[Dataset entries]
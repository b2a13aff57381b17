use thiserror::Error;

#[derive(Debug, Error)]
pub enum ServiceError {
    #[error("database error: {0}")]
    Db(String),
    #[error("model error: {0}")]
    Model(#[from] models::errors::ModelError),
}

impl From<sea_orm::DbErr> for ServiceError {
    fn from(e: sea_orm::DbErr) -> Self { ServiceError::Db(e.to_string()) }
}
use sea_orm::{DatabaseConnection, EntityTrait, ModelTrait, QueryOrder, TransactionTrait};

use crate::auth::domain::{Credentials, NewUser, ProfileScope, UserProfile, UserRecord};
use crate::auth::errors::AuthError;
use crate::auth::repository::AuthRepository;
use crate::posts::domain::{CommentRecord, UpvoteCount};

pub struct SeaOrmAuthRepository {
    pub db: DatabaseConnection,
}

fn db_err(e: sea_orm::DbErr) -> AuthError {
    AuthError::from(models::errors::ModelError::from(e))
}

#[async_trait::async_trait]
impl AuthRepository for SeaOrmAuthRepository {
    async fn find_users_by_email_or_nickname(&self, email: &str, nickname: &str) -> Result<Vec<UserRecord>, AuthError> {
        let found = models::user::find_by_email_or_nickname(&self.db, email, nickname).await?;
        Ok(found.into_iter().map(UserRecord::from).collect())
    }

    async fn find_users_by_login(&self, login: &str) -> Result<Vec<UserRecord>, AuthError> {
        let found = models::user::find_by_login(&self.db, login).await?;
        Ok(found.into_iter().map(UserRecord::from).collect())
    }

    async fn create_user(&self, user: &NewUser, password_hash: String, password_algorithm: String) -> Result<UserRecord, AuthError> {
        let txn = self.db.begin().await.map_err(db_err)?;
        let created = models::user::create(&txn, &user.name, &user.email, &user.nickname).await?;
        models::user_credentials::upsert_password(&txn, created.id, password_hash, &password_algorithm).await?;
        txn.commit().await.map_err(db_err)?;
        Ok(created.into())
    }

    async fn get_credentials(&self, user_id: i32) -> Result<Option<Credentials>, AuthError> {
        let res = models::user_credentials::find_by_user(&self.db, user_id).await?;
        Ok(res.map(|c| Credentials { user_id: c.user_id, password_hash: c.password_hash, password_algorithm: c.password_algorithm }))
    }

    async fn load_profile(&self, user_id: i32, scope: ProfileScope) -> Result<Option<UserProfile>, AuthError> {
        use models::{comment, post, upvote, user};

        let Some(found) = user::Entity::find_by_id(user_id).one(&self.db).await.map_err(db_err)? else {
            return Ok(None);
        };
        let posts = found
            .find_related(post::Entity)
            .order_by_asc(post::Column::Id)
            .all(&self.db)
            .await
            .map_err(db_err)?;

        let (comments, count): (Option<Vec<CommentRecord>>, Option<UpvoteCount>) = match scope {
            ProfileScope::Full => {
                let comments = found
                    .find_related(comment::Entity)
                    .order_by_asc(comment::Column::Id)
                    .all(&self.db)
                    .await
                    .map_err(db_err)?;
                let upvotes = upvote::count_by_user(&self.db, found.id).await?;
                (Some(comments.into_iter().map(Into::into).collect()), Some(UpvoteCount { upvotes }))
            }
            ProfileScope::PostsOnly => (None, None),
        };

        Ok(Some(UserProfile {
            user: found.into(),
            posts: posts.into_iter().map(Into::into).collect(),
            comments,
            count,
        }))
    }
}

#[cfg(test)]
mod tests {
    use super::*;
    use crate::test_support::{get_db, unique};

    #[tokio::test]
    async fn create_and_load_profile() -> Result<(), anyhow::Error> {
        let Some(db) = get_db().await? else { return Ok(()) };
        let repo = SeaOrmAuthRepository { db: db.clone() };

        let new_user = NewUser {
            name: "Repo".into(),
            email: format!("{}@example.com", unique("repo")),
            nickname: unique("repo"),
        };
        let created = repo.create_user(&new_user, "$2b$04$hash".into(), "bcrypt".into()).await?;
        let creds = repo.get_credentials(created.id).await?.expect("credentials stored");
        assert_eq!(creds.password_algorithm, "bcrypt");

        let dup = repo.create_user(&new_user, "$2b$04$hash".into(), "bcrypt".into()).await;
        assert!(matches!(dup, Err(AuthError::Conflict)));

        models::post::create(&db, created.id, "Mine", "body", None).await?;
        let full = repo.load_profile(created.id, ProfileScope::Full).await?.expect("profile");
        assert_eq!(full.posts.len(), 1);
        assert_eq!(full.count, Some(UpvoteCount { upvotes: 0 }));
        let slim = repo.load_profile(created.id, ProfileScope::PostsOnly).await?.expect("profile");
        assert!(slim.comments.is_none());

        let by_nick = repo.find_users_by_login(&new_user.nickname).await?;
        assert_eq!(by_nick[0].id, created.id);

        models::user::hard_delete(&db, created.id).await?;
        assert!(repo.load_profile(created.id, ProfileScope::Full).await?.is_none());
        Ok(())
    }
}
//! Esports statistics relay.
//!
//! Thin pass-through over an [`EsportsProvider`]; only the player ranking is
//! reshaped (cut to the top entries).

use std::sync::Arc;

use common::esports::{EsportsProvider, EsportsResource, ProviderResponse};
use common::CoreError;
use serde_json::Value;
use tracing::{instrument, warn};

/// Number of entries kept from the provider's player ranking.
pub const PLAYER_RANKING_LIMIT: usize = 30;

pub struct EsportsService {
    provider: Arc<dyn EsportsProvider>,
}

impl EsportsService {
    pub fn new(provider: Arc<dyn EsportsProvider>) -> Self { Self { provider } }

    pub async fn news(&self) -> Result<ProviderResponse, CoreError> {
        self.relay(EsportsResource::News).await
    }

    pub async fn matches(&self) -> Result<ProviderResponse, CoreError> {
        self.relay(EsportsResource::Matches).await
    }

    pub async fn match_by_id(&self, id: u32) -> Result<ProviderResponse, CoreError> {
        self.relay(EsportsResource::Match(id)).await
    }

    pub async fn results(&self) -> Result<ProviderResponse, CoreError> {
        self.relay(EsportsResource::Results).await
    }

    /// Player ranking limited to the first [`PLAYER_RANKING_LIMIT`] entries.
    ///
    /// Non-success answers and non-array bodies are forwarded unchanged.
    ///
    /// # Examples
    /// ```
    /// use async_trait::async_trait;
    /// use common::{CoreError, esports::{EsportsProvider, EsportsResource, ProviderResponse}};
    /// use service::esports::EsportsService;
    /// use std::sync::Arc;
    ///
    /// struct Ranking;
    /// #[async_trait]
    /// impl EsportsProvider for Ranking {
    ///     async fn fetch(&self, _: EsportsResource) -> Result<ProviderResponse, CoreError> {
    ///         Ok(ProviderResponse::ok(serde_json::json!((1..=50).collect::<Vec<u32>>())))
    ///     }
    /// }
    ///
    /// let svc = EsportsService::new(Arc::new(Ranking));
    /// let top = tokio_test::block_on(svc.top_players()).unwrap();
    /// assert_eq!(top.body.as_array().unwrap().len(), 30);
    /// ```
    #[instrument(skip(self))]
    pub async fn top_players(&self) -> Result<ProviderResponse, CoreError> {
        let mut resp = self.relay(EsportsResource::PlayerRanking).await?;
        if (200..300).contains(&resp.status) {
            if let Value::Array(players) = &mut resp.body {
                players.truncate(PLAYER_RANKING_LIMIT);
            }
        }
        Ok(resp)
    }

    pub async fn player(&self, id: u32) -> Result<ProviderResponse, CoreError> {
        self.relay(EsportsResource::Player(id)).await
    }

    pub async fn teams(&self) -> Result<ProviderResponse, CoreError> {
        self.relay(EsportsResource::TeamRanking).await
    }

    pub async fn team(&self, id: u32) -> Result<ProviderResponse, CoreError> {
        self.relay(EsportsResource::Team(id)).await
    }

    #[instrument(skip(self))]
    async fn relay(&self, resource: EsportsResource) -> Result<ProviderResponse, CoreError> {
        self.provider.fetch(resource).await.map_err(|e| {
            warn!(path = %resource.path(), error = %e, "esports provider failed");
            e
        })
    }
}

What you should do: Where a line above holds the string "UpvoteCount", copy that line.

Output:
use crate::posts::domain::{CommentRecord, UpvoteCount};
        let (comments, count): (Option<Vec<CommentRecord>>, Option<UpvoteCount>) = match scope {
                (Some(comments.into_iter().map(Into::into).collect()), Some(UpvoteCount { upvotes }))
        assert_eq!(full.count, Some(UpvoteCount { upvotes: 0 }));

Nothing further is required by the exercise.